School of Resources and Environment, Northeast Agricultural University, Harbin, Heilongjiang, China.
Joint Laboratory of Agriculture coping with Climate Change of China Meteorological Administration (CMA) and China Agricultural University (CAU), Beijing, China.
PeerJ. 2024 Aug 12;12:e17856. doi: 10.7717/peerj.17856. eCollection 2024.
As a key agricultural region in China, Heilongjiang Province has experienced significant carbon emissions over the past few decades. To understand the underlying factors and future trends in these emissions, a comprehensive analysis was conducted from 1993 to 2030.

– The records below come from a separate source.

//! Build report model and renderers (JUnit XML, plain text).

use std::fmt::Write as _;
use std::path::PathBuf;

use chrono::{DateTime, Utc};
use serde::{Deserialize, Serialize};
use uuid::Uuid;

use crate::runner::CollectionWarning;
use crate::state::RunStatus;

/// Exit code when every combination succeeded.
pub const EXIT_SUCCESS: i32 = 0;
/// Exit code when a combination failed or timed out and none errored.
pub const EXIT_FAILED: i32 = 1;
/// Exit code when at least one combination hit an infrastructure error.
pub const EXIT_INFRA_ERROR: i32 = 3;
/// Exit code for configuration errors (sysexits `EX_CONFIG`).
pub const EXIT_CONFIG_ERROR: i32 = 78;
/// Exit code for a cancelled build.
pub const EXIT_CANCELLED: i32 = 130;

/// Aggregate status of a whole build.
#[derive(Debug, Clone, Copy, Serialize, Deserialize, PartialEq, Eq)]
#[serde(rename_all = "SCREAMING_SNAKE_CASE")]
pub enum BuildStatus {
    Succeeded,
    Failed,
    Cancelled,
}

impl BuildStatus {
    pub fn as_str(&self) -> &'static str {
        match self {
            BuildStatus::Succeeded => "SUCCEEDED",
            BuildStatus::Failed => "FAILED",
            BuildStatus::Cancelled => "CANCELLED",
        }
    }
}

/// One combination's line in the build report.
#[derive(Debug, Clone, Serialize, Deserialize, PartialEq)]
pub struct CombinationReport {
    pub index: usize,
    pub label: String,
    pub id: String,
    pub slug: String,
    pub status: RunStatus,
    pub failure: Option<String>,
    pub duration_ms: u64,
    /// Steps whose failure was tolerated.
    pub ignored_steps: Vec<String>,
    /// Artifact copies under the output directory (or in-place paths when no output directory is set).
    pub artifacts: Vec<PathBuf>,
    pub warnings: Vec<CollectionWarning>,
    pub output_tail: String,
}

/// Consolidated result of a build.
#[derive(Debug, Clone, Serialize, Deserialize, PartialEq)]
pub struct BuildReport {
    pub build_id: Uuid,
    pub spec_digest: String,
    pub status: BuildStatus,
    pub started_at: DateTime<Utc>,
    pub finished_at: DateTime<Utc>,
    pub duration_ms: u64,
    /// Combinations the matrix expanded to.
    pub expected: usize,
    pub succeeded: usize,
    pub failed: usize,
    pub timed_out: usize,
    pub errored: usize,
    /// Recorded combinations, sorted by expansion index.
    pub combinations: Vec<CombinationReport>,
}

impl BuildReport {
    pub fn recorded(&self) -> usize {
        self.combinations.len()
    }

    /// Process exit code for this report. ERROR outranks FAILED.
    pub fn exit_code(&self) -> i32 {
        match self.status {
            BuildStatus::Succeeded => EXIT_SUCCESS,
            BuildStatus::Cancelled => EXIT_CANCELLED,
            BuildStatus::Failed if self.errored > 0 => EXIT_INFRA_ERROR,
            BuildStatus::Failed => EXIT_FAILED,
        }
    }
}

/// Render a JUnit XML document with one testcase per combination.
pub fn render_junit(report: &BuildReport) -> String {
    let mut xml = String::new();
    let time = report.duration_ms as f64 / 1000.0;
    let failures = report.failed + report.timed_out;

    let _ = writeln!(xml, r#"<?xml version="1.0" encoding="UTF-8"?>"#);
    let _ = writeln!(
        xml,
        r#"<testsuites name="matrixci" tests="{}" failures="{}" errors="{}" time="{:.3}">"#,
        report.recorded(),
        failures,
        report.errored,
        time
    );
    let _ = writeln!(
        xml,
        r#"  <testsuite name="build-{}" tests="{}" failures="{}" errors="{}" skipped="{}" time="{:.3}" timestamp="{}">"#,
        report.build_id,
        report.recorded(),
        failures,
        report.errored,
        report.expected.saturating_sub(report.recorded()),
        time,
        report.started_at.format("%Y-%m-%dT%H:%M:%S")
    );

    for combo in &report.combinations {
        let _ = writeln!(
            xml,
            r#"    <testcase name="{}" classname="matrix" time="{:.3}">"#,
            escape_xml(&combo.label),
            combo.duration_ms as f64 / 1000.0
        );
        let message = escape_xml(combo.failure.as_deref().unwrap_or(""));
        let tail = escape_xml(&combo.output_tail);
        match combo.status {
            RunStatus::Succeeded => {}
            RunStatus::Failed => {
                let _ = writeln!(
                    xml,
                    r#"      <failure type="step_failure" message="{}">{}</failure>"#,
                    message, tail
                );
            }
            RunStatus::TimedOut => {
                let _ = writeln!(
                    xml,
                    r#"      <failure type="timeout" message="{}">{}</failure>"#,
                    message, tail
                );
            }
            RunStatus::Error => {
                let _ = writeln!(
                    xml,
                    r#"      <error type="provisioning" message="{}">{}</error>"#,
                    message, tail
                );
            }
        }
        let _ = writeln!(xml, "    </testcase>");
    }

    let _ = writeln!(xml, "  </testsuite>");
    let _ = writeln!(xml, "</testsuites>");
    xml
}

/// Render a short human-readable summary.
pub fn render_text(report: &BuildReport) -> String {
    let mut out = String::new();
    let _ = writeln!(out, "Build: {}", report.build_id);
    let _ = writeln!(out, "Status: {}", report.status.as_str());
    let _ = writeln!(out, "Duration: {}ms", report.duration_ms);
    let _ = writeln!(out);

    for combo in &report.combinations {
        let mark = if combo.status == RunStatus::Succeeded {
            "✓"
        } else {
            "✗"
        };
        let _ = writeln!(
            out,
            "  {} [{}] {} ({}ms, {} artifact(s))",
            mark,
            combo.status,
            combo.label,
            combo.duration_ms,
            combo.artifacts.len()
        );
        if let Some(failure) = &combo.failure {
            let _ = writeln!(out, "      {}", failure);
        }
        for step in &combo.ignored_steps {
            let _ = writeln!(out, "      tolerated failure in step '{}'", step);
        }
        for warning in &combo.warnings {
            let _ = writeln!(out, "      warning: '{}' {}", warning.pattern, warning.message);
        }
    }

    let _ = writeln!(out);
    let _ = writeln!(
        out,
        "Summary: {}/{} succeeded, {} failed, {} timed out, {} errored",
        report.succeeded,
        report.expected,
        report.failed,
        report.timed_out,
        report.errored
    );
    if report.recorded() < report.expected {
        let _ = writeln!(
            out,
            "Incomplete: {} combination(s) produced no result",
            report.expected - report.recorded()
        );
    }
    out
}

/// Escape XML special characters
/// Escapes markup and replaces characters XML 1.0 cannot carry at all
/// (C0 controls other than tab, newline and carriage return, U+FFFE, U+FFFF)
/// with U+FFFD.
fn escape_xml(s: &str) -> String {
    let mut out = String::with_capacity(s.len());
    for c in s.chars() {
        match c {
            '&' => out.push_str("&amp;"),
            '<' => out.push_str("&lt;"),
            '>' => out.push_str("&gt;"),
            '"' => out.push_str("&quot;"),
            '\'' => out.push_str("&apos;"),
            '\t' | '\n' | '\r' => out.push(c),
            c if c < '\u{20}' || c == '\u{FFFE}' || c == '\u{FFFF}' => out.push('\u{FFFD}'),
            c => out.push(c),
        }
    }
    out
}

The agricultural carbon emissions from 1993 to 2020 were estimated using the emission factor method. To analyze the influencing factors and future trends of these emissions, the study employed the Logarithmic Mean Divisia Index (LMDI) and integrated it with the Stochastic Impacts by Regression on Population, Affluence, and Technology (STIRPAT) model.
Results showed that (1) the agricultural carbon emissions in Heilongjiang were primarily driven by rice cultivation, followed by fertilizer production and irrigation electricity. (2) The economic and labor structure effects were the main driving factors of agricultural carbon emissions, while the population, demographic, and intensity effects were the main inhibitors. (3) Agricultural carbon emissions in Heilongjiang Province peaked in 2016 with 69.6 Mt CO-eq and could subsequently decline by -3.92% to -4.52% between 2020 and 2030 in different scenario simulations. In the future, Heilongjiang Province should prioritize the reduction of agricultural carbon emissions from rice production. Adjusting the planting structure, managing the layout of rice paddies, and promoting the cultivation of dry rice varieties would significantly contribute to mitigating agricultural carbon emissions.
黑龙江省作为中国的主要农业区之一,在过去几十年中经历了显著的碳排放。为了了解这些排放的潜在因素和未来趋势,我们对 1993 年至 2030 年期间的农业碳排放进行了全面分析。
使用排放因子法估算了 1993 年至 2020 年的农业碳排放。为了分析这些排放的影响因素和未来趋势,我们采用了对数平均迪氏分解指数(LMDI)并将其与人口、富裕程度和技术的随机影响回归(STIRPAT)模型相结合。
结果表明:(1)黑龙江省的农业碳排放主要受水稻种植驱动,其次是化肥生产和灌溉用电。(2)经济和劳动力结构效应是农业碳排放的主要驱动因素,而人口、人口结构和强度效应是主要的抑制因素。(3)黑龙江省的农业碳排放于 2016 年达到峰值,为 6960 万吨二氧化碳当量,在不同情景模拟下,2020 年至 2030 年期间可能会下降-3.92%至-4.52%。未来,黑龙江省应优先考虑减少水稻生产的农业碳排放。调整种植结构、管理稻田布局和推广旱地水稻品种将对减少农业碳排放产生重大影响。